Surfactant_Deficient_Lung_Disease_Flashcards
What is surfactant deficient lung disease (SDLD)?
Surfactant deficient lung disease (SDLD) is a condition seen in premature infants caused by insufficient surfactant production and structural immaturity of the lungs.
What are other names for surfactant deficient lung disease?
Other names for surfactant deficient lung disease include respiratory distress syndrome and previously hyaline membrane disease.
What causes surfactant deficient lung disease?
SDLD is caused by insufficient surfactant production and structural immaturity of the lungs.
How does the risk of SDLD change with gestation?
The risk of SDLD decreases with gestation.
What percentage of infants born at 26-28 weeks develop SDLD?
50% of infants born at 26-28 weeks develop SDLD.
What percentage of infants born at 30-31 weeks develop SDLD?
25% of infants born at 30-31 weeks develop SDLD.
What are other risk factors for SDLD?
Other risk factors for SDLD include male sex, diabetic mothers, Caesarean section, and being the second born of premature twins.
What are the clinical features of SDLD?
The clinical features of SDLD are those common to respiratory distress in the newborn: tachypnoea, intercostal recession, expiratory grunting, and cyanosis.
What does a chest x-ray characteristically show in SDLD?
A chest x-ray in SDLD characteristically shows a ‘ground-glass’ appearance with an indistinct heart border.
What are the management strategies for SDLD?
Management strategies for SDLD include maternal corticosteroids during pregnancy to induce fetal lung maturation, oxygen, assisted ventilation, and exogenous surfactant given via endotracheal tube.
How can SDLD be prevented during pregnancy?
SDLD can be prevented during pregnancy by administering maternal corticosteroids to induce fetal lung maturation.
What treatments are used for SDLD in newborns?
Treatments for SDLD in newborns include oxygen, assisted ventilation, and exogenous surfactant given via endotracheal tube.
summarise surfuctant deficient lung disease
Surfactant deficient lung disease
Surfactant deficient lung disease (SDLD, also known as respiratory distress syndrome and previously as hyaline membrane disease) is a condition seen in premature infants. It is caused by insufficient surfactant production and structural immaturity of the lungs
The risk of SDLD decreases with gestation
50% of infants born at 26-28 weeks
25% of infants born at 30-31 weeks
Other risk factors for SDLD include
male sex
diabetic mothers
Caesarean section
second born of premature twins
Clinical features are those common to respiratory distress in the newborn, i.e. tachypnoea, intercostal recession, expiratory grunting and cyanosis
Chest x-ray characteristically shows ‘ground-glass’ appearance with an indistinct heart border
Management
prevention during pregnancy: maternal corticosteroids to induce fetal lung maturation
oxygen
assisted ventilation
exogenous surfactant given via endotracheal tube
A neonate is born at 32 weeks gestation via spontaneous vaginal delivery. There was no meconium staining of the liquor. Shortly after delivery he develops cyanosis, tachypnoea, grunting and sternal recession. What is the most likely diagnosis?
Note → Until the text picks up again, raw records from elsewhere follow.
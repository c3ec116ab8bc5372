use axum::{
    extract::{Path, Query, State, rejection::JsonRejection},
    response::Json,
};
use scoring_core::EvaluationRequest;

use super::run_blocking;
use crate::error::AppError;
use crate::models::{EvaluationRequestBody, EvaluationResponseBody, TableParams};
use crate::server::AppState;

/// Evaluate one request
#[utoipa::path(
    post,
    path = "/api/v1/models/{id}",
    request_body = EvaluationRequestBody,
    responses(
        (status = 200, description = "Evaluation result", body = EvaluationResponseBody),
        (status = 400, description = "Malformed request body"),
        (status = 404, description = "Model not found"),
        (status = 500, description = "Evaluation failed")
    ),
    params(
        ("id" = String, Path, description = "Model identifier")
    )
)]
pub async fn evaluate(
    State(state): State<AppState>,
    Path(id): Path<String>,
    payload: Result<Json<EvaluationRequestBody>, JsonRejection>,
) -> Result<Json<EvaluationResponseBody>, AppError> {
    let Json(body) = payload?;
    let request: EvaluationRequest = body.into();

    let service = state.service.clone();
    let response = run_blocking(move || service.evaluate(&id, request)).await?;

    Ok(Json(response.into()))
}

/// Evaluate a batch of requests
///
/// Models with a grouping field answer with one response per group, in
/// first-seen order and without ids.
#[utoipa::path(
    post,
    path = "/api/v1/models/{id}/batch",
    request_body = Vec<EvaluationRequestBody>,
    responses(
        (status = 200, description = "Evaluation results", body = Vec<EvaluationResponseBody>),
        (status = 400, description = "Malformed request body"),
        (status = 404, description = "Model not found"),
        (status = 500, description = "Evaluation failed")
    ),
    params(
        ("id" = String, Path, description = "Model identifier")
    )
)]
pub async fn evaluate_batch(
    State(state): State<AppState>,
    Path(id): Path<String>,
    payload: Result<Json<Vec<EvaluationRequestBody>>, JsonRejection>,
) -> Result<Json<Vec<EvaluationResponseBody>>, AppError> {
    let Json(bodies) = payload?;
    let requests: Vec<EvaluationRequest> = bodies.into_iter().map(Into::into).collect();

    let service = state.service.clone();
    let responses = run_blocking(move || service.evaluate_batch(&id, &requests)).await?;

    Ok(Json(responses.into_iter().map(Into::into).collect()))
}

/// Evaluate a delimited-text table
///
/// The response table uses the delimiter detected on the request table.
#[utoipa::path(
    post,
    path = "/api/v1/models/{id}/csv",
    request_body(content = String, description = "Delimited table with a header row", content_type = "text/plain"),
    responses(
        (status = 200, description = "Result table", body = String, content_type = "text/plain"),
        (status = 400, description = "Malformed table"),
        (status = 404, description = "Model not found"),
        (status = 500, description = "Evaluation failed")
    ),
    params(
        ("id" = String, Path, description = "Model identifier"),
        TableParams
    )
)]
pub async fn evaluate_csv(
    State(state): State<AppState>,
    Path(id): Path<String>,
    Query(params): Query<TableParams>,
    table: String,
) -> Result<String, AppError> {
    let service = state.service.clone();
    run_blocking(move || service.evaluate_table(&id, &table, params.id_column.as_deref())).await
}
Neonatal respiratory distress syndrome (NRDS)
Aspiration pneumonia
Transient tachypnoea of the newborn
Pneumothorax
Cyanotic heart disease
Neonatal respiratory distress syndrome (NRDS)
It is important to be aware of risk factors when answering questions like these. Prematurity is the major risk factor for NRDS. Caesarean section is the major risk factor for tachypnoea of the newborn (TTN). Meconium staining is the major risk factor for aspiration pneumonia.
Neonates with NRDS usually present with respiratory distress shortly after birth which usually worsens over the next few days. In contrast, TTN usually presents with tachypnoea shortly after birth and often fully resolves within the first day of life. A chest radiograph can be useful. In NRDS the characteristic features are a diffuse ground glass lungs with low volumes and a bell-shaped thorax. In TTN the CXR depicts a heart failure type pattern (e.g. interstitial oedema and pleural effusions) but key distinguishing features from congenital heart disease are a normal heart size and rapid resolution of the failure type pattern within days.